Reforming Presidential Elections and Instant Runoff Voting

Let me start with what this write up is not. This is a not a whiney appeal from a sulking liberal about the unfair results of the November election. Yes, the electoral college is imperfect. Yes, Hillary Clinton won the popular vote. But Hillary Clinton never had any illusions about the electoral system in which she was competing. She knew what she had to do to win the election and she didn’t do it. No excuses.

The alleged Russian meddling, if or when it is confirmed to be true, is a different story. If Russian actions did indeed swing the election for Donald Trump, that would throw into question the legitimacy of his upcoming presidency. That said, no smart person that I’m aware of is really making that claim, and even if they were, I’m not sure that an electoral “do over” would be very plausible at this point. What is more, if that claim were somehow proved to be true, it still must be remembered that the alleged Russian hack was not a manipulation of numbers or votes, but a release of information that was harmful to Clinton—illegally obtained information, but information nonetheless—that Americans then used to make their decisions to cast their votes for candidates that were not her.

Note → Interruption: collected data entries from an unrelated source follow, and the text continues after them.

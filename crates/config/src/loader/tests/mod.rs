//! Tests for the configuration loader builder.
//!
//! Invariants:
//! - Tests use `serial_test` to prevent environment variable pollution.
//! - Tests use `global_test_lock()` for additional synchronization.

use std::sync::Mutex;

pub mod dotenv_tests;
pub mod env_tests;

/// Returns the global test lock for environment variable isolation.
pub fn env_lock() -> &'static Mutex<()> {
    crate::test_util::global_test_lock()
}

/// Every variable read by `apply_env`, unset so tests start from a clean slate.
pub fn cleared_env() -> Vec<(&'static str, Option<&'static str>)> {
    [
        "LABEL",
        "GENERATE_ID_LABEL",
        "KIBANA_BASE_URL",
        "ELASTICSEARCH_BASE_URL",
        "KIBANA_USERNAME",
        "KIBANA_PASSWORD",
        "NAMESPACE",
        "DEFAULT_WATCHER_ACTIONS_FILEPATH",
        "SIDECAR_SKIP_VERIFY",
        "SIDECAR_TIMEOUT",
        "SIDECAR_MAX_RETRIES",
        "SIDECAR_RETRY_BACKOFF_MS",
        "SIDECAR_WATCH_RETRY_INTERVAL",
        "LOGLEVEL",
        "LOG_FORMAT",
        "SIDECAR_METRICS_BIND",
        "SIDECAR_OTLP_ENDPOINT",
    ]
    .into_iter()
    .map(|key| (key, None))
    .collect()
}

/// Merge `overrides` on top of [`cleared_env`].
pub fn env_with(
    overrides: &[(&'static str, &'static str)],
) -> Vec<(&'static str, Option<&'static str>)> {
    let mut vars = cleared_env();
    for (key, value) in overrides {
        if let Some(slot) = vars.iter_mut().find(|(k, _)| k == key) {
            slot.1 = Some(value);
        } else {
            vars.push((key, Some(value)));
        }
    }
    vars
}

As much as it displeases me to say so, I do believe that Donald Trump won the presidential election fairly and democratically—fairly in the sense that Trump played by the rules that we as a country have set for choosing a president, and democratically in the sense that the American population chose Donald Trump, no matter how misguided I and many others believe that choice to have been. And while I am ready to accept the results of this election, I also hope that in the aftermath of possibly the ugliest presidential election in history, there will be some impetus for reform to help us avoid recreating the scandal-ridden, intellectually void, mudslinging shitshow that was the election of 2016.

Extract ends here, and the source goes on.